= KnowInk =

American electronic pollbook manufacturer

KnowInk (sometimes stylized as KNOWiNK or Knowink) is an electronic pollbook manufacturer based in St. Louis, Missouri. Its main product is the Poll Pad, an iPad-based device to help poll workers check in eligible voters.

== History ==
KnowInk was founded in 2011 by Scott Leiendecker. He was the Republican director of the St. Louis City Board of Elections until 2012, having first been appointed by Missouri Secretary of State Matt Blunt to investigate election policy in St. Louis after the 2000 election, and also working alongside Ed Martin when the latter was the chair of the St. Louis City Board of Elections. Leiendecker was inspired to found KnowInk after overseeing an election in Kosovo, desiring to make voting registration easier for voters and election workers. Leiendecker self-funded the company with about $50,000 in savings, starting with three employees. They worked with local contractors to build a service, and signed deals with 15 Missouri counties by 2012, making a profit by that year. In 2013, KnowInk won a $50,000 award from Arch Grants.

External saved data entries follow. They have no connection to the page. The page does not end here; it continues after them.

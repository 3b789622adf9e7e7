//! Configuration loading functionality.
//!
//! This module provides the [`ConfigLoader`] type for loading a bonus
//! configuration directory.

use std::fs;
use std::path::Path;

use tracing::debug;

use crate::error::{EngineError, EngineResult};

use super::types::{BonusConfig, BonusPolicy, LayoutConfig, OverrideTable};

/// Loads and provides access to the bonus configuration.
///
/// # Directory Structure
///
/// ```text
/// config/bonus_2025/
/// ├── policy.yaml     # Reference date, window, tolerance, tiers
/// ├── overrides.yaml  # Per-employee overrides (optional)
/// └── layouts.yaml    # Column layouts of every input workbook
/// ```
///
/// # Example
///
/// ```no_run
/// use bonus_recon::config::ConfigLoader;
///
/// let loader = ConfigLoader::load("./config/bonus_2025")?;
/// println!("Loaded policy: {}", loader.policy().name);
/// # Ok::<(), bonus_recon::error::EngineError>(())
/// ```
#[derive(Debug, Clone)]
pub struct ConfigLoader {
    config: BonusConfig,
}

impl ConfigLoader {
    /// Loads configuration from the specified directory.
    ///
    /// # Returns
    ///
    /// Returns a `ConfigLoader` on success, or an error if:
    /// - `policy.yaml` or `layouts.yaml` is missing
    /// - Any file contains invalid YAML
    /// - The policy fails validation
    ///
    /// A missing `overrides.yaml` means no overrides.
    pub fn load<P: AsRef<Path>>(path: P) -> EngineResult<Self> {
        let path = path.as_ref();

        let policy = Self::load_yaml::<BonusPolicy>(&path.join("policy.yaml"))?;

        let overrides_path = path.join("overrides.yaml");
        let overrides = if overrides_path.exists() {
            Self::load_yaml::<OverrideTable>(&overrides_path)?
        } else {
            debug!(path = %overrides_path.display(), "No overrides file, using empty table");
            OverrideTable::default()
        };

        let layouts = Self::load_yaml::<LayoutConfig>(&path.join("layouts.yaml"))?;

        let config = BonusConfig::new(policy, overrides, layouts)?;
        Ok(Self { config })
    }

    /// Wraps an already-built configuration.
    pub fn from_config(config: BonusConfig) -> Self {
        Self { config }
    }

    /// Loads and parses a YAML file.
    fn load_yaml<T: serde::de::DeserializeOwned>(path: &Path) -> EngineResult<T> {
        let path_str = path.display().to_string();

        let content = fs::read_to_string(path).map_err(|_| EngineError::ConfigNotFound {
            path: path_str.clone(),
        })?;

        serde_yaml::from_str(&content).map_err(|e| EngineError::ConfigParseError {
            path: path_str,
            message: e.to_string(),
        })
    }

    /// Returns the underlying configuration.
    pub fn config(&self) -> &BonusConfig {
        &self.config
    }

    /// Returns the bonus policy.
    pub fn policy(&self) -> &BonusPolicy {
        self.config.policy()
    }
}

In 2016, KnowInk acquired another e-pollbook company that was also based in Missouri, Election Administrators. 20,000 of their Poll Pad tablets were used during the 2016 United States presidential election. By 2019, they had $53.7 million in revenue. By 2020, KnowInk provided the most e-pollbooks in the United States. They, along with Election Systems & Software, had the most market share for e-pollbooks.

In November 2020, Hermann Cos., a private equity firm based in Clayton, Missouri, reportedly invested over $10 million in KnowInk, with the company intending to use that funding for future acquisitions. In February 2021, KnowInk acquired BPro, an election software company based in South Dakota.

In 2023, Steele Shippy, a former campaign manager for Mike Parson, joined KnowInk as its chief growth officer. As of that year, Leiendecker was the CEO and KnowInk had 154 employees.

According to the company, KnowInk handled 36 million voter check-ins during the 2024 United States presidential election. In March 2025, KnowInk was the first company in the United States to receive e-pollbook certification from the U.S. Election Assistance Commission.

== Products ==
Poll Pad is an digital platform for checking in voters and verifying their eligibility, intended as a replacement for paper-based pollbooks. KnowInk has released Poll Print, which is also used for checking in voters and printing ballots; and TotalVote, which is intended for a variety of election tasks.

== Geographic coverage ==
By 2023, KnowInk's services were used by over 1,700 voting jurisdictions in 36 states across the United States. As of 2025, the largest of these jurisdictions were Los Angeles County and New York City.

== Controversies ==
KnowInk pollbooks have caused widespread issues in Georgia during local elections in 2019 and the presidential primary elections in 2020, as well as a test election in Philadelphia in 2019. Issues also occurred with KnowInk e-pollbooks during the 2020 presidential primary elections in Los Angeles County, as well as during the 2020 United States presidential election in Georgia, Ohio and Texas. In several of these cases, faulty e-pollbooks have led to long wait times for voters.

In April 2025, Ohio Secretary of State Frank LaRose ordered the boards of elections of an unspecified number of counties to switch to paper pollbooks from electronic ones due to an unspecified security vulnerability in a single KnowInk pollbook. WSYX noted that at least 10 local county boards of elections switched to paper.